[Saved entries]
────────────────────
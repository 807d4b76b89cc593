//! User repository

use tracing::instrument;

use community_core::entities::{User, UserPatch};
use community_core::error::{DomainError, DomainResult};
use community_core::StorageAdapterExt;

use crate::{keys, SharedAdapter};

/// Repository for `User` rows
#[derive(Clone)]
pub struct UserRepository {
    adapter: SharedAdapter,
}

impl UserRepository {
    /// Create a new UserRepository
    pub fn new(adapter: SharedAdapter) -> Self {
        Self { adapter }
    }

    fn load(&self) -> DomainResult<Vec<User>> {
        self.adapter.read_collection(keys::USERS)
    }

    fn store(&self, rows: &[User]) -> DomainResult<()> {
        self.adapter.write_collection(keys::USERS, rows)
    }

    #[instrument(skip(self))]
    pub fn list(&self) -> DomainResult<Vec<User>> {
        self.load()
    }

    #[instrument(skip(self))]
    pub fn find(&self, id: &str) -> DomainResult<Option<User>> {
        Ok(self.load()?.into_iter().find(|u| u.id == id))
    }

    /// Lookup by username, case-sensitive exact match
    #[instrument(skip(self))]
    pub fn find_by_username(&self, username: &str) -> DomainResult<Option<User>> {
        Ok(self.load()?.into_iter().find(|u| u.username == username))
    }

    #[instrument(skip(self, user))]
    pub fn add(&self, user: User) -> DomainResult<()> {
        let mut rows = self.load()?;
        if rows.iter().any(|u| u.username == user.username) {
            return Err(DomainError::DuplicateUsername(user.username));
        }
        rows.push(user);
        self.store(&rows)
    }

    #[instrument(skip(self, patch))]
    pub fn update(&self, id: &str, patch: UserPatch) -> DomainResult<User> {
        let mut rows = self.load()?;
        let user = rows
            .iter_mut()
            .find(|u| u.id == id)
            .ok_or_else(|| DomainError::UserNotFound(id.to_string()))?;
        user.apply(patch);
        let updated = user.clone();
        self.store(&rows)?;
        Ok(updated)
    }

    #[instrument(skip(self))]
    pub fn remove(&self, id: &str) -> DomainResult<()> {
        let mut rows = self.load()?;
        let before = rows.len();
        rows.retain(|u| u.id != id);
        if rows.len() == before {
            return Err(DomainError::UserNotFound(id.to_string()));
        }
        self.store(&rows)
    }
}
//! Group repository

use tracing::instrument;

use community_core::entities::{Group, GroupPatch};
use community_core::error::{DomainError, DomainResult};
use community_core::StorageAdapterExt;

use crate::keys;
use crate::SharedAdapter;

/// Repository for `Group` rows
///
/// Deleting a group removes the group row only: dependent rows (members,
/// topics, polls, …) are not cascade-deleted.
#[derive(Clone)]
pub struct GroupRepository {
    adapter: SharedAdapter,
}

impl GroupRepository {
    /// Create a new GroupRepository
    pub fn new(adapter: SharedAdapter) -> Self {
        Self { adapter }
    }

    fn load(&self) -> DomainResult<Vec<Group>> {
        self.adapter.read_collection(keys::GROUPS)
    }

    fn store(&self, rows: &[Group]) -> DomainResult<()> {
        self.adapter.write_collection(keys::GROUPS, rows)
    }

    #[instrument(skip(self))]
    pub fn list(&self) -> DomainResult<Vec<Group>> {
        self.load()
    }

    #[instrument(skip(self))]
    pub fn find(&self, id: &str) -> DomainResult<Option<Group>> {
        Ok(self.load()?.into_iter().find(|g| g.id == id))
    }

    /// Lookup by slug, case-sensitive exact match
    #[instrument(skip(self))]
    pub fn find_by_slug(&self, slug: &str) -> DomainResult<Option<Group>> {
        Ok(self.load()?.into_iter().find(|g| g.slug == slug))
    }

    #[instrument(skip(self))]
    pub fn list_by_category(&self, category_id: &str) -> DomainResult<Vec<Group>> {
        Ok(self
            .load()?
            .into_iter()
            .filter(|g| g.category_id == category_id)
            .collect())
    }

    #[instrument(skip(self, group))]
    pub fn add(&self, group: Group) -> DomainResult<()> {
        let mut rows = self.load()?;
        if rows.iter().any(|g| g.slug == group.slug) {
            return Err(DomainError::DuplicateSlug(group.slug));
        }
        rows.push(group);
        self.store(&rows)
    }

    #[instrument(skip(self, patch))]
    pub fn update(&self, id: &str, patch: GroupPatch) -> DomainResult<Group> {
        let mut rows = self.load()?;
        let group = rows
            .iter_mut()
            .find(|g| g.id == id)
            .ok_or_else(|| DomainError::GroupNotFound(id.to_string()))?;
        group.apply(patch);
        let updated = group.clone();
        self.store(&rows)?;
        Ok(updated)
    }

    #[instrument(skip(self))]
    pub fn remove(&self, id: &str) -> DomainResult<()> {
        let mut rows = self.load()?;
        let before = rows.len();
        rows.retain(|g| g.id != id);
        if rows.len() == before {
            return Err(DomainError::GroupNotFound(id.to_string()));
        }
        self.store(&rows)
    }
}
────────────────────
# Task description
Every record above needs to be restated exactly.

# Output
repository 807d4b76b89cc593
//! User repository

use tracing::instrument;

use community_core::entities::{User, UserPatch};
use community_core::error::{DomainError, DomainResult};
use community_core::StorageAdapterExt;

use crate::{keys, SharedAdapter};

/// Repository for `User` rows
#[derive(Clone)]
pub struct UserRepository {
    adapter: SharedAdapter,
}

impl UserRepository {
    /// Create a new UserRepository
    pub fn new(adapter: SharedAdapter) -> Self {
        Self { adapter }
    }

    fn load(&self) -> DomainResult<Vec<User>> {
        self.adapter.read_collection(keys::USERS)
    }

    fn store(&self, rows: &[User]) -> DomainResult<()> {
        self.adapter.write_collection(keys::USERS, rows)
    }

    #[instrument(skip(self))]
    pub fn list(&self) -> DomainResult<Vec<User>> {
        self.load()
    }

    #[instrument(skip(self))]
    pub fn find(&self, id: &str) -> DomainResult<Option<User>> {
        Ok(self.load()?.into_iter().find(|u| u.id == id))
    }

    /// Lookup by username, case-sensitive exact match
    #[instrument(skip(self))]
    pub fn find_by_username(&self, username: &str) -> DomainResult<Option<User>> {
        Ok(self.load()?.into_iter().find(|u| u.username == username))
    }

    #[instrument(skip(self, user))]
    pub fn add(&self, user: User) -> DomainResult<()> {
        let mut rows = self.load()?;
        if rows.iter().any(|u| u.username == user.username) {
            return Err(DomainError::DuplicateUsername(user.username));
        }
        rows.push(user);
        self.store(&rows)
    }

    #[instrument(skip(self, patch))]
    pub fn update(&self, id: &str, patch: UserPatch) -> DomainResult<User> {
        let mut rows = self.load()?;
        let user = rows
            .iter_mut()
            .find(|u| u.id == id)
            .ok_or_else(|| DomainError::UserNotFound(id.to_string()))?;
        user.apply(patch);
        let updated = user.clone();
        self.store(&rows)?;
        Ok(updated)
    }

    #[instrument(skip(self))]
    pub fn remove(&self, id: &str) -> DomainResult<()> {
        let mut rows = self.load()?;
        let before = rows.len();
        rows.retain(|u| u.id != id);
        if rows.len() == before {
            return Err(DomainError::UserNotFound(id.to_string()));
        }
        self.store(&rows)
    }
}
//! Group repository

use tracing::instrument;

use community_core::entities::{Group, GroupPatch};
use community_core::error::{DomainError, DomainResult};
use community_core::StorageAdapterExt;

use crate::keys;
use crate::SharedAdapter;

/// Repository for `Group` rows
///
/// Deleting a group removes the group row only: dependent rows (members,
/// topics, polls, …) are not cascade-deleted.
#[derive(Clone)]
pub struct GroupRepository {
    adapter: SharedAdapter,
}

impl GroupRepository {
    /// Create a new GroupRepository
    pub fn new(adapter: SharedAdapter) -> Self {
        Self { adapter }
    }

    fn load(&self) -> DomainResult<Vec<Group>> {
        self.adapter.read_collection(keys::GROUPS)
    }

    fn store(&self, rows: &[Group]) -> DomainResult<()> {
        self.adapter.write_collection(keys::GROUPS, rows)
    }

    #[instrument(skip(self))]
    pub fn list(&self) -> DomainResult<Vec<Group>> {
        self.load()
    }

    #[instrument(skip(self))]
    pub fn find(&self, id: &str) -> DomainResult<Option<Group>> {
        Ok(self.load()?.into_iter().find(|g| g.id == id))
    }

    /// Lookup by slug, case-sensitive exact match
    #[instrument(skip(self))]
    pub fn find_by_slug(&self, slug: &str) -> DomainResult<Option<Group>> {
        Ok(self.load()?.into_iter().find(|g| g.slug == slug))
    }

    #[instrument(skip(self))]
    pub fn list_by_category(&self, category_id: &str) -> DomainResult<Vec<Group>> {
        Ok(self
            .load()?
            .into_iter()
            .filter(|g| g.category_id == category_id)
            .collect())
    }

    #[instrument(skip(self, group))]
    pub fn add(&self, group: Group) -> DomainResult<()> {
        let mut rows = self.load()?;
        if rows.iter().any(|g| g.slug == group.slug) {
            return Err(DomainError::DuplicateSlug(group.slug));
        }
        rows.push(group);
        self.store(&rows)
    }

    #[instrument(skip(self, patch))]
    pub fn update(&self, id: &str, patch: GroupPatch) -> DomainResult<Group> {
        let mut rows = self.load()?;
        let group = rows
            .iter_mut()
            .find(|g| g.id == id)
            .ok_or_else(|| DomainError::GroupNotFound(id.to_string()))?;
        group.apply(patch);
        let updated = group.clone();
        self.store(&rows)?;
        Ok(updated)
    }

    #[instrument(skip(self))]
    pub fn remove(&self, id: &str) -> DomainResult<()> {
        let mut rows = self.load()?;
        let before = rows.len();
        rows.retain(|g| g.id != id);
        if rows.len() == before {
            return Err(DomainError::GroupNotFound(id.to_string()));
        }
        self.store(&rows)
    }
}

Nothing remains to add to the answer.